Cisco has validated Minio as an object store for its scale-out Data Intelligence Platform. Minio joins Cloudian, Scality, Ceph and SwiftStack as approved suppliers.
Cisco launched the Data Intelligence Platform for business analytics, big data and AI workloads in June last year. The system concept includes two storage tiers, a Hadoop data lake layer for hot data and an HDFS/object store for warm data.
Each of the three elements in the diagram above can scale out independently.
Cisco has published a Solution Overview document describing how Minio fits in as a high-performance object store.
Cisco and MinIO
Cisco states that the MinIO system is fast, with a benchmark result of 12.8GB/sec aggregate read throughput quoted/ The company sais there is “a clear case for the Hadoop stack to operationalize data tiering from the Hadoop Distributed File System (HDFS) to MinIO, offering an attractive alternative for today’s critical workloads. The current design offers a proven deployment model for enterprise Hadoop while enabling a second, highly economical second tier of warm storage.”

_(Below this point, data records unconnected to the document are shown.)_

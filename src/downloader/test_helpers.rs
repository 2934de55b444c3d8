//! Shared test helpers for creating BatchDownloader instances in tests.
//!
//! Process-level tests replace gallery-dl with small shell scripts. Scripts are
//! run as `/bin/sh <script>` so they never need the executable bit.

use crate::command::{CommandComposer, ComposeRequest, ComposeTarget, ToolCommand};
use crate::config::Config;
use crate::downloader::BatchDownloader;
use crate::types::Platform;
use std::collections::HashMap;
use std::path::{Path, PathBuf};
use std::sync::{Arc, Mutex};
use std::time::Duration;
use tempfile::tempdir;

/// Config rooted in `root` with a fake tool path and no PATH search
pub(crate) fn test_config(root: &Path) -> Config {
    let mut config = Config::default();
    config.persistence.data_dir = root.join("data");
    config.persistence.database_path = root.join("data").join("archive.db");
    config.persistence.download_dir = root.join("downloads");
    config.tools.gallery_dl_path = Some(PathBuf::from("/bin/sh"));
    config.tools.search_path = false;
    config.output.kill_grace = Duration::from_secs(2);
    config.settings.batch_delay = Duration::ZERO;
    config
}

/// Helper to create a test BatchDownloader backed by a [`ScriptComposer`].
/// Returns the downloader, the composer and the tempdir (which must be kept alive).
pub(crate) async fn create_scripted_downloader()
-> (BatchDownloader, Arc<ScriptComposer>, tempfile::TempDir) {
    let temp_dir = tempdir().unwrap();
    let composer = Arc::new(ScriptComposer::new(temp_dir.path().join("scripts")));
    let downloader =
        BatchDownloader::with_composer(test_config(temp_dir.path()), composer.clone())
            .await
            .unwrap();
    (downloader, composer, temp_dir)
}

/// Helper to create a test BatchDownloader instance.
/// Returns the downloader and the tempdir (which must be kept alive).
pub(crate) async fn create_test_downloader() -> (BatchDownloader, tempfile::TempDir) {
    let (downloader, _composer, temp_dir) = create_scripted_downloader().await;
    (downloader, temp_dir)
}

/// Fill the cookie slot for `platform`
pub(crate) async fn add_cookies(downloader: &BatchDownloader, platform: Platform) {
    downloader
        .save_cookies(platform, "# Netscape HTTP Cookie File\n")
        .await
        .unwrap();
}

/// Composer that runs a shell script per target instead of gallery-dl
///
/// Targets without a registered script run [`ScriptComposer::DEFAULT_SCRIPT`].
pub(crate) struct ScriptComposer {
    dir: PathBuf,
    default_script: PathBuf,
    scripts: Mutex<HashMap<String, PathBuf>>,
    invocations: Mutex<Vec<String>>,
}

impl ScriptComposer {
    /// Prints one new file and exits 0
    pub(crate) const DEFAULT_SCRIPT: &'static str = "echo \"downloads/x/1000_1.jpg\"\n";

    pub(crate) fn new(dir: PathBuf) -> Self {
        std::fs::create_dir_all(&dir).unwrap();
        let default_script = write_script(&dir, "default", Self::DEFAULT_SCRIPT);
        Self {
            dir,
            default_script,
            scripts: Mutex::new(HashMap::new()),
            invocations: Mutex::new(Vec::new()),
        }
    }

    /// Register the script body run for `target` (account name or URL)
    pub(crate) fn script(&self, target: &str, body: &str) {
        let path = write_script(&self.dir, &sanitize(target), body);
        self.scripts
            .lock()
            .unwrap()
            .insert(target.to_string(), path);
    }

    /// Targets composed so far, in order
    pub(crate) fn invocations(&self) -> Vec<String> {
        self.invocations.lock().unwrap().clone()
    }

    fn script_for(&self, target: &str) -> PathBuf {
        self.scripts
            .lock()
            .unwrap()
            .get(target)
            .cloned()
            .unwrap_or_else(|| self.default_script.clone())
    }
}

impl CommandComposer for ScriptComposer {
    fn compose(&self, request: &ComposeRequest) -> ToolCommand {
        let target = match &request.target {
            ComposeTarget::Account { username, .. } => username.clone(),
            ComposeTarget::Url(url) => url.clone(),
        };
        self.invocations.lock().unwrap().push(target.clone());
        ToolCommand {
            program: request.program.clone(),
            args: vec![self.script_for(&target).into_os_string()],
        }
    }
}

/// Write a shell script into `dir` and return its path
pub(crate) fn write_script(dir: &Path, name: &str, body: &str) -> PathBuf {
    let path = dir.join(format!("{name}.sh"));
    std::fs::write(&path, body).unwrap();
    path
}

fn sanitize(target: &str) -> String {
    target
        .chars()
        .map(|c| if c.is_ascii_alphanumeric() { c } else { '_' })
        .collect()
}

For Cisco, the MinIO tier complements the Hadoop tier. That’s the same role played by the Ceph, Cloudian, Scality and SwiftStack object studs when the platform was launched in June. Yet MinIO has demonstrated that its software is faster than Hadoop.
Data Intelligence Platform buyers that use a single MinIO storage tier t could avoid buying the Data Lake/Hadoop part of the system and save a lot of rackspace and money too.
Cisco’s adoption of MinIO marks another validation for the object storage startup which has picked up support from VMware and Nutanix plus a certification from Qumulo.
Hardware scheme
For Cisco the hardware is based around three types of its UCS server. The AI/compute engine box uses UCS C240 M5 (2-socket, 2U, Xeon SP, Optane support, 26 x 2.5-inch drives) and C480 M5 ML (8 x NVIDIA GPUs, 4U, Xeon SP, Optane support, 24 x 2.5-inch drives) servers.
The apps running in the compute engine can access a Hadoop data lake tier, again using C240 M5 servers or an object storage tier using S3260 servers. These come in a 4U box holding up to 56 x 3.5-inch drives with dual Xeon SP or E5-2600 v4 controllers.
A hardware picture from a Cisco reference architecture document makes things clearer:
According to Cisco, the Data Intelligence Platform provides:
- Extremely fast ingestion and engineering of data performed at the data lake
- An AI computing farm, allowing different types of AI frameworks and computing resources (GPU,
- CPU, and FPGA) to work on this data for additional analytics processing
- A storage tier, allowing the gradual retirement of data that has been worked on to a dense storage system with a lower cost per terabyte, reducing TCO.